Saved entries
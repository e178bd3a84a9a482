//! Shared utility functions used across multiple modules.

/// Normalize optional text by trimming whitespace and removing empties.
///
/// Returns `None` when the input is `None` or the trimmed value is empty.
pub fn normalize_text_option(value: Option<String>) -> Option<String> {
    let value = value?;
    let value = value.trim();
    if value.is_empty() {
        None
    } else {
        Some(value.to_string())
    }
}

/// Check if a string starts with `http://` or `https://`.
pub fn is_http_url(value: &str) -> bool {
    value.starts_with("http://") || value.starts_with("https://")
}

/// Truncate text to at most 180 characters for error messages.
pub fn compact_text(value: &str) -> String {
    value.trim().chars().take(180).collect()
}

/// Uppercase the first letter of every word and lowercase the rest.
///
/// A "word" is any run of alphabetic characters, so `e-books` becomes `E-Books`.
pub fn title_case(value: &str) -> String {
    let mut output = String::with_capacity(value.len());
    let mut at_word_start = true;
    for ch in value.chars() {
        if ch.is_alphabetic() {
            if at_word_start {
                output.extend(ch.to_uppercase());
            } else {
                output.extend(ch.to_lowercase());
            }
            at_word_start = false;
        } else {
            output.push(ch);
            at_word_start = true;
        }
    }
    output
}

◆ **TO DO**: From the data above, output only the lines between the line containing "pub fn title_case(value: &str)" and the line containing "output.extend(ch.to_lowercase());", inclusive, exactly as written.

◆ **COMPLETED TASK**:
pub fn title_case(value: &str) -> String {
    let mut output = String::with_capacity(value.len());
    let mut at_word_start = true;
    for ch in value.chars() {
        if ch.is_alphabetic() {
            if at_word_start {
                output.extend(ch.to_uppercase());
            } else {
                output.extend(ch.to_lowercase());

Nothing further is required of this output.